Generative Models for Inverse Problems

Generative Models for Inverse Problems#

Bayesian Framing and Variational Reconstruction#

The whole module can be read as a progressive build-up toward this point. We started from classical inverse problems, then moved to supervised neural reconstruction, then discussed noise and realism in the data-generation process, and finally introduced several kinds of generative models. The final question is therefore inevitable: how can these generative models actually be used to solve inverse problems in imaging?

This chapter is the conceptual synthesis of the course. It shows how a learned image prior can be combined with the measurement model to produce reconstructions that are not only visually plausible, but also informed by the physics of acquisition.

Bayesian formulation.

Let

\[ \boldsymbol{y}^\delta = K \boldsymbol{x}^\dagger + \boldsymbol{e} \]

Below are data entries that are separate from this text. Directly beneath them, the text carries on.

//! Splitting of a write into as few program cycles as possible.
use crate::controller::Element;

/// Greedy split of a byte count into words, then half-words, then single bytes
#[cfg_attr(feature = "defmt", derive(defmt::Format))]
#[derive(Debug, Clone, Copy, PartialEq, Eq)]
pub struct Tiers {
    /// 4 byte stores
    pub words: u16,
    /// 2 byte stores, at most one
    pub half_words: u16,
    /// Trailing single byte store, at most one
    pub bytes: u16,
}

impl Tiers {
    /// Split `len` bytes, largest elements first
    pub fn split(len: u16) -> Self {
        Tiers {
            words: len / 4,
            half_words: (len % 4) / 2,
            bytes: len % 2,
        }
    }

    /// Total number of program cycles
    pub fn cycles(&self) -> u16 {
        self.words + self.half_words + self.bytes
    }
}

/// Walks a buffer tier by tier, widest first, yielding the byte position of each element
/// within the buffer and the element itself.
pub struct Elements<'a> {
    data: &'a [u8],
    pos: u16,
    tiers: Tiers,
}

impl<'a> Elements<'a> {
    /// `data` must not be longer than `u16::MAX`, the region bound check guarantees it.
    pub fn new(data: &'a [u8]) -> Self {
        Elements {
            data,
            pos: 0,
            tiers: Tiers::split(data.len() as u16),
        }
    }
}

impl Iterator for Elements<'_> {
    type Item = (u16, Element);

    fn next(&mut self) -> Option<Self::Item> {
        let rest = &self.data[self.pos as usize..];
        let element = if self.tiers.words > 0 {
            self.tiers.words -= 1;
            Element::Word(u32::from_le_bytes([rest[0], rest[1], rest[2], rest[3]]))
        } else if self.tiers.half_words > 0 {
            self.tiers.half_words -= 1;
            Element::HalfWord(u16::from_le_bytes([rest[0], rest[1]]))
        } else if self.tiers.bytes > 0 {
            self.tiers.bytes -= 1;
            Element::Byte(rest[0])
        } else {
            return None;
        };

        let pos = self.pos;
        self.pos += element.width();
        Some((pos, element))
    }

    fn size_hint(&self) -> (usize, Option<usize>) {
        let left = self.tiers.cycles() as usize;
        (left, Some(left))
    }
}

be the measurement model. If the noise is Gaussian,

\[ \boldsymbol{e} \sim \mathcal{N}(0,\sigma^2 I), \]

then the likelihood is

\[ p(\boldsymbol{y}^\delta| \boldsymbol{x}) \propto \exp\left(-\frac{1}{2\sigma^2}\|K\boldsymbol{x}-\boldsymbol{y}^\delta\|_2^2\right). \]

If we also have a prior distribution \(p(\boldsymbol{x})\) over plausible images, Bayes’ theorem gives the posterior

\[ p(\boldsymbol{x}| \boldsymbol{y}^\delta) \propto p(\boldsymbol{y}^\delta| \boldsymbol{x})p(\boldsymbol{x}). \]

This formula is the bridge between classical regularization and modern generative reconstruction. The likelihood encodes data consistency, while the prior encodes what kinds of images are considered plausible.

The great promise of generative models is precisely that they can provide a powerful learned approximation of the prior term.

MAP estimation and the classical variational form.

If one seeks only a single reconstruction, a natural choice is the maximum a posteriori estimator:

\[ \widehat{\boldsymbol{x}}_{\mathrm{MAP}} = \operatorname*{arg\,max}_\boldsymbol{x} p(\boldsymbol{x}| \boldsymbol{y}^\delta). \]

Taking the negative logarithm and dropping constants independent of \(\boldsymbol{x}\), this becomes

\[ \widehat{\boldsymbol{x}}_{\mathrm{MAP}} = \operatorname*{arg\,min}_\boldsymbol{x} \frac{1}{2\sigma^2}\|K\boldsymbol{x}-\boldsymbol{y}^\delta\|_2^2 -\log p(\boldsymbol{x}). \]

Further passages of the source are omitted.